O tempo para o controlo já acabou há muito, o da dissuasão também está a esgotar-se. Este é o tempo do grito e do bater no peito para acabar com o “medo cénico”, o fenómeno que Jorge Valdano foi buscar a García Márquez a propósito do Real Madrid e dos jogos europeus no Santiago Bernabéu. Claramente, este Sporting tem medo de ganhar. A questão aqui é a de saber se é possível acabar com esse medo utilizando a terapêutica que trouxe a equipa até este ponto e se, não sendo, há legitimidade para abdicar a meio do caminho de uma receita que foi sendo sempre válida, mesmo que entretanto já tenha prescrito.
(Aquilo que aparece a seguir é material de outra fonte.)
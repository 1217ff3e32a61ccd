//! In-memory orchestrator.
//!
//! Keeps a replica table per role and applies scale requests to it
//! directly. Backs the `static` orchestrator config (dry runs) and the
//! controller tests, which use its failure injection hooks to simulate a
//! rejected role, unhealthy new replicas, or an unreachable API.

use std::collections::{BTreeMap, HashMap, HashSet};
use std::sync::{Mutex, MutexGuard};

use async_trait::async_trait;
use tracing::debug;

use crate::error::OrchestrationError;
use crate::traits::{ReplicaHealth, ReplicaId, ReplicaInspector, ReplicaScaler};

#[derive(Debug)]
struct Inner {
    roles: BTreeMap<String, Vec<ReplicaId>>,
    health: HashMap<ReplicaId, ReplicaHealth>,
    next_id: u64,
    new_replica_health: ReplicaHealth,
    rejected_roles: HashSet<String>,
    hung_roles: HashSet<String>,
    unavailable: bool,
    hang_inspection: bool,
    scale_calls: Vec<(String, u32)>,
}

/// Replica table with failure injection.
#[derive(Debug)]
pub struct InMemoryOrchestrator {
    inner: Mutex<Inner>,
}

impl Default for InMemoryOrchestrator {
    fn default() -> Self {
        Self::new()
    }
}

impl InMemoryOrchestrator {
    pub fn new() -> Self {
        Self {
            inner: Mutex::new(Inner {
                roles: BTreeMap::new(),
                health: HashMap::new(),
                next_id: 0,
                new_replica_health: ReplicaHealth::Ready,
                rejected_roles: HashSet::new(),
                hung_roles: HashSet::new(),
                unavailable: false,
                hang_inspection: false,
                scale_calls: Vec::new(),
            }),
        }
    }

    /// Seed from a role → count table (the `static` orchestrator config).
    pub fn from_counts<'a>(counts: impl IntoIterator<Item = (&'a String, &'a u32)>) -> Self {
        let orchestrator = Self::new();
        for (role, count) in counts {
            orchestrator.set_replicas(role, *count);
        }
        orchestrator
    }

    pub fn with_role(self, role: &str, replicas: u32) -> Self {
        self.set_replicas(role, replicas);
        self
    }

    fn lock(&self) -> MutexGuard<'_, Inner> {
        self.inner.lock().unwrap_or_else(|e| e.into_inner())
    }

    /// Set a role's count out of band, like an operator scaling by hand.
    pub fn set_replicas(&self, role: &str, replicas: u32) {
        self.lock().resize(role, replicas, ReplicaHealth::Ready);
    }

    /// Running count for `role` as the table currently holds it.
    pub fn replicas(&self, role: &str) -> u32 {
        self.lock().roles.get(role).map_or(0, |r| r.len() as u32)
    }

    /// Health assigned to replicas created by later scale-ups.
    pub fn set_new_replica_health(&self, health: ReplicaHealth) {
        self.lock().new_replica_health = health;
    }

    pub fn set_replica_health(&self, replica: &str, health: ReplicaHealth) {
        self.lock().health.insert(replica.to_string(), health);
    }

    /// Reject every scale request for `role`.
    pub fn reject_scaling(&self, role: &str, rejected: bool) {
        let mut inner = self.lock();
        if rejected {
            inner.rejected_roles.insert(role.to_string());
        } else {
            inner.rejected_roles.remove(role);
        }
    }

    /// Make scale requests for `role` never complete.
    pub fn hang_scaling(&self, role: &str) {
        self.lock().hung_roles.insert(role.to_string());
    }

    /// Make every call fail as if the API were unreachable.
    pub fn set_unavailable(&self, unavailable: bool) {
        self.lock().unavailable = unavailable;
    }

    /// Make replica listing and health calls never complete.
    pub fn hang_inspection(&self, hang: bool) {
        self.lock().hang_inspection = hang;
    }

    /// Every accepted or attempted scale request, in order.
    pub fn scale_calls(&self) -> Vec<(String, u32)> {
        self.lock().scale_calls.clone()
    }
}

impl Inner {
    fn resize(&mut self, role: &str, replicas: u32, health: ReplicaHealth) {
        let mut current = self.roles.remove(role).unwrap_or_default();
        while current.len() > replicas as usize {
            if let Some(id) = current.pop() {
                self.health.remove(&id);
            }
        }
        while current.len() < replicas as usize {
            self.next_id += 1;
            let id = format!("{role}-{}", self.next_id);
            self.health.insert(id.clone(), health);
            current.push(id);
        }
        self.roles.insert(role.to_string(), current);
    }

    fn check_available(&self) -> Result<(), OrchestrationError> {
        if self.unavailable {
            return Err(OrchestrationError::Connection(
                "in-memory orchestrator marked unavailable".to_string(),
            ));
        }
        Ok(())
    }
}

#[async_trait]
impl ReplicaInspector for InMemoryOrchestrator {
    async fn running_replicas(&self, role: &str) -> Result<Vec<ReplicaId>, OrchestrationError> {
        let hang = {
            let inner = self.lock();
            inner.check_available()?;
            inner.hang_inspection
        };
        if hang {
            std::future::pending::<()>().await;
        }
        Ok(self.lock().roles.get(role).cloned().unwrap_or_default())
    }

    async fn replica_health(&self, replica: &str) -> Result<ReplicaHealth, OrchestrationError> {
        let hang = {
            let inner = self.lock();
            inner.check_available()?;
            inner.hang_inspection
        };
        if hang {
            std::future::pending::<()>().await;
        }
        self.lock()
            .health
            .get(replica)
            .copied()
            .ok_or_else(|| OrchestrationError::UnknownReplica(replica.to_string()))
    }
}

#[async_trait]
impl ReplicaScaler for InMemoryOrchestrator {
    async fn scale_role(&self, role: &str, replicas: u32) -> Result<(), OrchestrationError> {
        let hang = {
            let mut inner = self.lock();
            inner.scale_calls.push((role.to_string(), replicas));
            inner.check_available()?;
            if inner.rejected_roles.contains(role) {
                return Err(OrchestrationError::Rejected {
                    role: role.to_string(),
                    reason: "rejected by test hook".to_string(),
                });
            }
            inner.hung_roles.contains(role)
        };
        if hang {
            std::future::pending::<()>().await;
        }

        let mut inner = self.lock();
        let health = inner.new_replica_health;
        inner.resize(role, replicas, health);
        debug!(%role, replicas, "in-memory role scaled");
        Ok(())
    }
}
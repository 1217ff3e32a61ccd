//! qscale-core — shared types for the queue-driven replica autoscaler.
//!
//! Holds the immutable controller configuration (TOML file layered under
//! startup environment overrides), the service group topology, and the small
//! value types passed between the sampler, the decision engine and the
//! control loop.

pub mod config;
pub mod error;
pub mod types;

pub use config::{
    ControllerConfig, GroupConfig, OrchestratorConfig, QueueConfig, ScalingConfig, TimeoutConfig,
    env_overrides,
};
pub use error::{ConfigError, ConfigResult};
pub use types::*;
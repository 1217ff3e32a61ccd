//! Domain types shared by the sampler, decision engine and control loop.

use std::collections::HashMap;
use std::fmt;
use std::time::Duration;

use serde::{Deserialize, Serialize};
use tokio::time::Instant;

/// Pending job count observed on a queue.
pub type QueueDepth = u64;

/// A named set of roles that always scale together.
///
/// Each role is an independently addressable replica set in the
/// orchestration layer (a compose service). The group, never an individual
/// role, is the unit of scaling.
#[derive(Debug, Clone, Serialize, Deserialize, PartialEq, Eq)]
pub struct ServiceGroup {
    pub name: String,
    pub roles: Vec<String>,
    /// Queue whose depth drives this group.
    pub queue_key: String,
}

impl ServiceGroup {
    pub fn new(name: impl Into<String>, roles: &[&str], queue_key: impl Into<String>) -> Self {
        Self {
            name: name.into(),
            roles: roles.iter().map(|r| r.to_string()).collect(),
            queue_key: queue_key.into(),
        }
    }
}

impl fmt::Display for ServiceGroup {
    fn fmt(&self, f: &mut fmt::Formatter<'_>) -> fmt::Result {
        write!(f, "{} [{}]", self.name, self.roles.join(", "))
    }
}

// ── Decisions ─────────────────────────────────────────────────────

#[derive(Debug, Clone, Copy, PartialEq, Eq, Serialize, Deserialize)]
#[serde(rename_all = "snake_case")]
pub enum ScaleAction {
    None,
    ScaleUp,
    ScaleDown,
}

impl fmt::Display for ScaleAction {
    fn fmt(&self, f: &mut fmt::Formatter<'_>) -> fmt::Result {
        f.write_str(match self {
            ScaleAction::None => "none",
            ScaleAction::ScaleUp => "scale_up",
            ScaleAction::ScaleDown => "scale_down",
        })
    }
}

/// Outcome of one decision. For `None` the target equals the current count.
#[derive(Debug, Clone, Copy, PartialEq, Eq, Serialize, Deserialize)]
pub struct ScalingDecision {
    pub action: ScaleAction,
    pub target_replicas: u32,
}

impl ScalingDecision {
    pub fn none(current_replicas: u32) -> Self {
        Self {
            action: ScaleAction::None,
            target_replicas: current_replicas,
        }
    }

    pub fn scale_up(target_replicas: u32) -> Self {
        Self {
            action: ScaleAction::ScaleUp,
            target_replicas,
        }
    }

    pub fn scale_down(target_replicas: u32) -> Self {
        Self {
            action: ScaleAction::ScaleDown,
            target_replicas,
        }
    }

    /// Whether the decision requires actuation.
    pub fn is_action(&self) -> bool {
        self.action != ScaleAction::None
    }
}

// ── Controller state ──────────────────────────────────────────────

/// In-memory state for one service group.
#[derive(Debug, Clone, Copy, Default, PartialEq, Eq)]
pub struct GroupState {
    /// Replica count confirmed by the group's last scaling action.
    pub current_replicas: Option<u32>,
    /// When the last successful scaling action completed.
    pub last_action_at: Option<Instant>,
}

/// Per-group confirmed replica counts and cooldown timestamps.
///
/// Written only when a scaling action is confirmed. Lives for the process
/// lifetime; a restart begins with no cooldown and no confirmed counts.
#[derive(Debug, Default)]
pub struct ControllerState {
    groups: HashMap<String, GroupState>,
}

impl ControllerState {
    pub fn new() -> Self {
        Self::default()
    }

    pub fn group(&self, name: &str) -> GroupState {
        self.groups.get(name).copied().unwrap_or_default()
    }

    /// Record a confirmed scaling action; starts the group's cooldown.
    pub fn record_action(&mut self, name: &str, replicas: u32, at: Instant) {
        let entry = self.groups.entry(name.to_string()).or_default();
        entry.current_replicas = Some(replicas);
        entry.last_action_at = Some(at);
    }

    /// Elapsed time since the group's last action, `None` if it never acted.
    pub fn time_since_last_action(&self, name: &str, now: Instant) -> Option<Duration> {
        self.groups
            .get(name)
            .and_then(|g| g.last_action_at)
            .map(|at| now.saturating_duration_since(at))
    }

    pub fn len(&self) -> usize {
        self.groups.len()
    }

    pub fn is_empty(&self) -> bool {
        self.groups.is_empty()
    }
}
//! Docker Compose backend.
//!
//! Inspection talks to the Docker Engine API over its unix socket; roles are
//! compose services, found through the labels compose puts on every
//! container. Actuation shells out to `docker compose up --scale`, which is
//! how compose itself resizes a service.
//!
//! Neither path applies its own deadline. Callers bound every call with a
//! timeout, and the compose child process is killed when its future is
//! dropped.

use std::path::{Path, PathBuf};
use std::process::Stdio;

use async_trait::async_trait;
use bytes::Bytes;
use http_body_util::{BodyExt, Empty};
use serde::Deserialize;
use serde::de::DeserializeOwned;
use tracing::{debug, info};

use qscale_core::OrchestratorConfig;

use crate::error::OrchestrationError;
use crate::traits::{ReplicaHealth, ReplicaId, ReplicaInspector, ReplicaScaler};

const PROJECT_LABEL: &str = "com.docker.compose.project";
const SERVICE_LABEL: &str = "com.docker.compose.service";

/// A compose project managed through the local Docker Engine.
#[derive(Debug, Clone)]
pub struct DockerComposeOrchestrator {
    socket: PathBuf,
    project: String,
    compose_files: Vec<PathBuf>,
    docker_binary: String,
}

#[derive(Debug, Deserialize)]
struct ContainerSummary {
    #[serde(rename = "Id")]
    id: String,
}

#[derive(Debug, Deserialize)]
struct ContainerInspect {
    #[serde(rename = "State")]
    state: ContainerState,
}

#[derive(Debug, Deserialize)]
struct ContainerState {
    #[serde(rename = "Status", default)]
    status: String,
    #[serde(rename = "Running", default)]
    running: bool,
    #[serde(rename = "Health")]
    health: Option<ContainerHealth>,
}

#[derive(Debug, Deserialize)]
struct ContainerHealth {
    #[serde(rename = "Status")]
    status: String,
}

impl DockerComposeOrchestrator {
    pub fn new(
        socket: impl Into<PathBuf>,
        project: impl Into<String>,
        compose_files: Vec<PathBuf>,
        docker_binary: impl Into<String>,
    ) -> Self {
        Self {
            socket: socket.into(),
            project: project.into(),
            compose_files,
            docker_binary: docker_binary.into(),
        }
    }

    /// Build from a `docker-compose` orchestrator config; `None` for other kinds.
    pub fn from_config(config: &OrchestratorConfig) -> Option<Self> {
        match config {
            OrchestratorConfig::DockerCompose {
                socket,
                project,
                compose_files,
                docker_binary,
            } => Some(Self::new(
                socket.clone(),
                project.clone(),
                compose_files.clone(),
                docker_binary.clone(),
            )),
            OrchestratorConfig::Static { .. } => None,
        }
    }

    pub fn socket(&self) -> &Path {
        &self.socket
    }

    /// Engine API path listing running containers of one compose service.
    fn running_containers_path(&self, role: &str) -> String {
        let filters = serde_json::json!({
            "label": [
                format!("{PROJECT_LABEL}={}", self.project),
                format!("{SERVICE_LABEL}={role}"),
            ],
            "status": ["running"],
        });
        let query = url::form_urlencoded::Serializer::new(String::new())
            .append_pair("filters", &filters.to_string())
            .finish();
        format!("/containers/json?{query}")
    }

    /// Arguments for `docker compose up` resizing one service.
    fn scale_args(&self, role: &str, replicas: u32) -> Vec<String> {
        let mut args = vec![
            "compose".to_string(),
            "--project-name".to_string(),
            self.project.clone(),
        ];
        for file in &self.compose_files {
            args.push("--file".to_string());
            args.push(file.display().to_string());
        }
        args.extend([
            "up".to_string(),
            "--detach".to_string(),
            "--no-deps".to_string(),
            "--no-recreate".to_string(),
            "--scale".to_string(),
            format!("{role}={replicas}"),
            role.to_string(),
        ]);
        args
    }

    /// GET a JSON document from the Engine API.
    async fn get_json<T: DeserializeOwned>(&self, path: &str) -> Result<T, OrchestrationError> {
        let stream = tokio::net::UnixStream::connect(&self.socket)
            .await
            .map_err(|e| {
                OrchestrationError::Connection(format!("{}: {e}", self.socket.display()))
            })?;

        let io = hyper_util::rt::TokioIo::new(stream);
        let (mut sender, conn) = hyper::client::conn::http1::handshake(io)
            .await
            .map_err(|e| OrchestrationError::Connection(format!("handshake failed: {e}")))?;

        // Drive the connection in the background; it ends when `sender` drops.
        tokio::spawn(async move {
            if let Err(e) = conn.await {
                debug!(error = %e, "docker api connection closed");
            }
        });

        let req = http::Request::builder()
            .method("GET")
            .uri(path)
            .header("host", "docker")
            .header("user-agent", "qscale/0.1")
            .body(Empty::<Bytes>::new())
            .map_err(|e| OrchestrationError::Connection(format!("invalid request {path}: {e}")))?;

        let resp = sender
            .send_request(req)
            .await
            .map_err(|e| OrchestrationError::Connection(format!("request failed: {e}")))?;

        let status = resp.status();
        let body = resp
            .into_body()
            .collect()
            .await
            .map_err(|e| OrchestrationError::Connection(format!("reading body failed: {e}")))?
            .to_bytes();

        if !status.is_success() {
            return Err(OrchestrationError::Api {
                status: status.as_u16(),
                body: String::from_utf8_lossy(&body).trim().to_string(),
            });
        }

        serde_json::from_slice(&body).map_err(|e| OrchestrationError::Malformed(e.to_string()))
    }
}

fn health_from_state(state: &ContainerState) -> ReplicaHealth {
    if !state.running {
        return match state.status.as_str() {
            "created" | "restarting" => ReplicaHealth::Starting,
            _ => ReplicaHealth::Unhealthy,
        };
    }
    match state.health.as_ref().map(|h| h.status.as_str()) {
        None | Some("none") | Some("healthy") => ReplicaHealth::Ready,
        Some("starting") => ReplicaHealth::Starting,
        Some(_) => ReplicaHealth::Unhealthy,
    }
}

#[async_trait]
impl ReplicaInspector for DockerComposeOrchestrator {
    async fn running_replicas(&self, role: &str) -> Result<Vec<ReplicaId>, OrchestrationError> {
        let containers: Vec<ContainerSummary> =
            self.get_json(&self.running_containers_path(role)).await?;
        Ok(containers.into_iter().map(|c| c.id).collect())
    }

    async fn replica_health(&self, replica: &str) -> Result<ReplicaHealth, OrchestrationError> {
        let path = format!("/containers/{replica}/json");
        match self.get_json::<ContainerInspect>(&path).await {
            Ok(inspect) => Ok(health_from_state(&inspect.state)),
            Err(OrchestrationError::Api { status: 404, .. }) => {
                Err(OrchestrationError::UnknownReplica(replica.to_string()))
            }
            Err(e) => Err(e),
        }
    }
}

#[async_trait]
impl ReplicaScaler for DockerComposeOrchestrator {
    async fn scale_role(&self, role: &str, replicas: u32) -> Result<(), OrchestrationError> {
        let args = self.scale_args(role, replicas);
        debug!(binary = %self.docker_binary, ?args, "running compose scale");

        let output = tokio::process::Command::new(&self.docker_binary)
            .args(&args)
            .stdin(Stdio::null())
            .kill_on_drop(true)
            .output()
            .await
            .map_err(|e| {
                OrchestrationError::Connection(format!("failed to run {}: {e}", self.docker_binary))
            })?;

        if !output.status.success() {
            let stderr = String::from_utf8_lossy(&output.stderr).trim().to_string();
            return Err(OrchestrationError::Rejected {
                role: role.to_string(),
                reason: if stderr.is_empty() {
                    format!("compose exited with {}", output.status)
                } else {
                    stderr
                },
            });
        }

        info!(project = %self.project, %role, replicas, "compose service scaled");
        Ok(())
    }
}

#[cfg(test)]
mod tests {
    use super::*;

    fn orchestrator() -> DockerComposeOrchestrator {
        DockerComposeOrchestrator::new(
            "/var/run/docker.sock",
            "n8n",
            vec![PathBuf::from("docker-compose.yml")],
            "docker",
        )
    }

    fn state(json: &str) -> ContainerState {
        serde_json::from_str(json).unwrap()
    }

    #[test]
    fn running_containers_path_encodes_filters() {
        let path = orchestrator().running_containers_path("n8n-worker");
        assert!(path.starts_with("/containers/json?filters="));

        let query = path.split_once('?').unwrap().1;
        let (key, value) = url::form_urlencoded::parse(query.as_bytes()).next().unwrap();
        assert_eq!(key, "filters");

        let filters: serde_json::Value = serde_json::from_str(&value).unwrap();
        assert_eq!(filters["status"][0], "running");
        assert_eq!(filters["label"][0], "com.docker.compose.project=n8n");
        assert_eq!(filters["label"][1], "com.docker.compose.service=n8n-worker");
    }

    #[test]
    fn scale_args_target_one_service() {
        let args = orchestrator().scale_args("n8n-worker", 3);
        assert_eq!(
            args,
            [
                "compose",
                "--project-name",
                "n8n",
                "--file",
                "docker-compose.yml",
                "up",
                "--detach",
                "--no-deps",
                "--no-recreate",
                "--scale",
                "n8n-worker=3",
                "n8n-worker",
            ]
        );
    }

    #[test]
    fn health_without_healthcheck_follows_running_flag() {
        assert_eq!(
            health_from_state(&state(r#"{"Status":"running","Running":true}"#)),
            ReplicaHealth::Ready
        );
        assert_eq!(
            health_from_state(&state(r#"{"Status":"created","Running":false}"#)),
            ReplicaHealth::Starting
        );
        assert_eq!(
            health_from_state(&state(r#"{"Status":"exited","Running":false}"#)),
            ReplicaHealth::Unhealthy
        );
    }

    #[test]
    fn health_uses_healthcheck_when_declared() {
        assert_eq!(
            health_from_state(&state(
                r#"{"Status":"running","Running":true,"Health":{"Status":"starting"}}"#
            )),
            ReplicaHealth::Starting
        );
        assert_eq!(
            health_from_state(&state(
                r#"{"Status":"running","Running":true,"Health":{"Status":"healthy"}}"#
            )),
            ReplicaHealth::Ready
        );
        assert_eq!(
            health_from_state(&state(
                r#"{"Status":"running","Running":true,"Health":{"Status":"unhealthy"}}"#
            )),
            ReplicaHealth::Unhealthy
        );
    }

    #[test]
    fn from_config_only_for_docker_compose() {
        let config = OrchestratorConfig::Static {
            replicas: Default::default(),
        };
        assert!(DockerComposeOrchestrator::from_config(&config).is_none());

        let config = OrchestratorConfig::DockerCompose {
            socket: PathBuf::from("/tmp/docker.sock"),
            project: "n8n".to_string(),
            compose_files: vec![],
            docker_binary: "docker".to_string(),
        };
        let orchestrator = DockerComposeOrchestrator::from_config(&config).unwrap();
        assert_eq!(orchestrator.socket(), Path::new("/tmp/docker.sock"));
    }
}
//! qscale-health — readiness confirmation for newly started replicas.
//!
//! After a scale-up the controller must not report success until every new
//! replica is ready. Readiness is polled through the orchestrator's
//! [`ReplicaInspector`](qscale_orchestrator::ReplicaInspector) with
//! exponential backoff, a consecutive-failure threshold, and an overall
//! deadline.
//!
//! # Architecture
//!
//! ```text
//! wait_all_ready(replicas)
//!   └── wait_until_ready(replica)   (concurrently, one per replica)
//!       ├── ReadinessTracker (attempts, consecutive failures, backoff)
//!       └── inspector.replica_health() → ProbeResult
//! ```
//!
//! There is no rollback here. A replica that never becomes ready is
//! reported and left running for the operator to diagnose.

pub mod tracker;
pub mod wait;

pub use tracker::{ProbeResult, Readiness, ReadinessPolicy, ReadinessTracker};
pub use wait::{ReadinessError, wait_all_ready, wait_until_ready};
//! qscale-autoscale — queue-depth driven replica scaling.
//!
//! Samples the queue depth and live replica count for each service group,
//! decides whether to move the group by one replica, actuates every role of
//! the group together, and confirms the new replicas are ready.
//!
//! # Scaling Algorithm
//!
//! ```text
//! if since_last_action < cooldown:
//!     None                                  // cooldown dominates
//! elif depth > scale_up_threshold and replicas < max:
//!     ScaleUp(min(replicas + 1, max))
//! elif depth < scale_down_threshold and replicas > min:
//!     ScaleDown(max(replicas - 1, min))
//! else:
//!     None                                  // hysteresis band
//! ```
//!
//! Both comparisons are strict, so a depth equal to either threshold sits
//! inside the band. Cooldown is tracked per service group and only starts
//! after a confirmed successful action.

pub mod control_loop;
pub mod controller;
pub mod decision;
pub mod error;

pub use control_loop::{ControlLoop, GroupReport, Outcome, TickReport};
pub use controller::ReplicaController;
pub use decision::decide;
pub use error::{RoleFailure, ScalingError};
Rúben Amorim e Hugo Viana saberão muito melhor do que eu e do que o leitor que grupo têm à disposição e como o liderar, pois para estas coisas não há uma receita universal, que funcione sempre. É tentador recordar a palmada na mesa dada por José Mourinho, em Fevereiro de 2003, depois de dizer que o seu FC Porto ia ganhar a Liga: “em condições normais, vamos ser campeões. E em condições anormais… vamos ser campeões”. Uma forma de liderar diferente da de Rúben Amorim, que ainda antes do jogo com o FC Famalicão aliviou um pouco mais a pressão em cima dos jogadores.
Quando Amorim diz que “o Sporting já ganhou o campeonato, pois projetou jogadores e vai estar bem no futuro” e que “só o treinador pode perder” não o faz para ser politicamente correto ou para satisfazer os teóricos da formação humana. Fá-lo porque está convencido de que esse retirar de pressão de cima do plantel é a melhor forma de chegar ao objetivo. Que, nesta altura da época, não pode ser projetar jogadores. O objetivo do Sporting, depois de entrar em Abril com dez pontos de avanço sobre o segundo classificado, só pode ser acabar em primeiro. Os meses de Abril e Maio são aqueles que separam as equipas jeitosas das grandes equipas e é a pensar neles que todas trabalham. Ora, para poder consagrar-se, este Sporting parece precisar de trocar o método. Em vez de aliviar um pouco mais o pipo da panela de pressão a cada semana que passa, terá de enfrentá-la de peito feito. E se, de facto, é pouco provável que possa ser o treinador a fazê-lo, porque trouxe a equipa até aqui com outro comportamento, alguém terá de o fazer. A questão é: quem?
Pode parecer injusto, depois de uma época em que tantas vezes salvou a equipa, estar agora a exigir a um jogador como Coates que a tire do canto escuro em que ela quer esconder-se. Mas é ele o capitão. E este murro no peito não pode ser dado pelos miúdos. Tem de ser dado por alguém com experiência, estatuto, e medalhas de campeão lá em casa. Ora esse é um dos problemas deste plantel do Sporting: para onde olham os meninos quando há dúvidas e lhes faz falta uma voz capaz de lhes dar a mão para lhes devolver a confiança? Coates foi três vezes campeão… do Uruguai, a última das quais em 2012. Adán foi uma vez campeão espanhol, no mesmo ano, como suplente de Casillas. Neto ganhou duas Ligas russas, Antunes imitou-o na Ucrânia. Os únicos que sabem o que é ser campeão de Portugal, além de Amorim, são Nuno Santos e João Pereira, o primeiro com pouquíssima utilização no Benfica de Rui Vitória, em 2016, o segundo como esperança na equipa de Giovanni Trapattoni, em 2005. Curiosamente ambos ganharam campeonatos que pareciam encaminhar-se para o Sporting, mas em que os leões fracassaram na reta final, quase que a confirmar a fatalidade desse desfecho. E isso também não os ajuda a serem essa voz da segurança.